I am trying to link a checkbox to a date. So when the user Clicks the checkbox it automaticly puts in the current date.
In the AfterUpdate event of the CheckBox control you'd add this code, where chkCurrentDate is the name of the checkbox and txtDate is the name of the textbox bound to the date field:
If (Me!chkCurrentDate) Then
Me!txtDate = Date()
End If
Now, you haven't specified what you want to happen if the check is already checked -- change the date? Remove the date?
This leads me to the next point:
I'm not sure you've chosen the right controls to do this.
If you use an unbound checkbox to populate a date field, you're using it like a command button. I would suggest that a command button makes more sense.
But that might not even be necessary -- it depends on what is triggering the need to enter the current date. If you want a new record to be stamped with the current data, you could use the .DefaultValue property of your control that displays the data to the Date() function (or, in the field definition in the table, set the DefaultValue to Date()).
But it might be that you want to stamp the record with the current data because it's being updated.

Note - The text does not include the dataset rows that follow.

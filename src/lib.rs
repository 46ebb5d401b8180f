// Kitsync - WooCommerce to Kit purchase and subscriber sync
// Copyright (c) 2025 Kitsync Contributors
// Licensed under the MIT License

//! # kitsync - WooCommerce to Kit sync
//!
//! kitsync sends WooCommerce order data to Kit (formerly ConvertKit): purchase
//! data for paid orders, and subscriber plus form/tag/sequence subscriptions
//! when an order changes status.
//!
//! ## Overview
//!
//! - **Discovering** orders that were never sent, into a persistent work queue
//! - **Sending** queued orders in resumable, paginated batches
//! - **Resending** the queue one order at a time with stop/retry/skip policies
//! - **Subscribing** customers according to the integration rules
//! - **Refreshing** OAuth tokens once per rejected request
//!
//! ## Architecture
//!
//! - [`cli`] - Command-line interface and argument parsing
//! - [`core`] - Batch engine, purchase sender, subscription rules, sync driver
//! - [`adapters`] - WooCommerce REST, Kit API and state storage
//! - [`domain`] - Core domain types and errors
//! - [`config`] - Configuration management
//! - [`logging`] - Structured logging
//!
//! ## Quick Start
//!
//! ```rust,no_run
//! use kitsync::config::load_config;
//! use kitsync::core::SyncCoordinator;
//!
//! #[tokio::main]
//! async fn main() -> Result<(), Box<dyn std::error::Error>> {
//!     let config = load_config("kitsync.toml")?;
//!     let (_shutdown_tx, shutdown_rx) = tokio::sync::watch::channel(false);
//!
//!     let coordinator = SyncCoordinator::connect(config, shutdown_rx).await?;
//!     let report = coordinator.sync_purchases(None, false).await?;
//!
//!     println!("Sent {} orders", report.sync.succeeded);
//!     Ok(())
//! }
//! ```
//!
//! ## Error Handling
//!
//! Library code returns [`domain::KitSyncError`]; the CLI maps it onto exit
//! codes.

pub mod adapters;
pub mod cli;
pub mod config;
pub mod core;
pub mod domain;
pub mod logging;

In that case, you'd use the Form's BeforeUpdate event to set the date value.
And it might be that your checkbox is, in fact, bound to a field in the form's recordsource, in which case, you really would need to determine what to do if the check is cleared.
Perhaps you could describe what your form is editing and what process is triggering the need to enter the current date and then determine better which of the many possible approaches makes the most sense.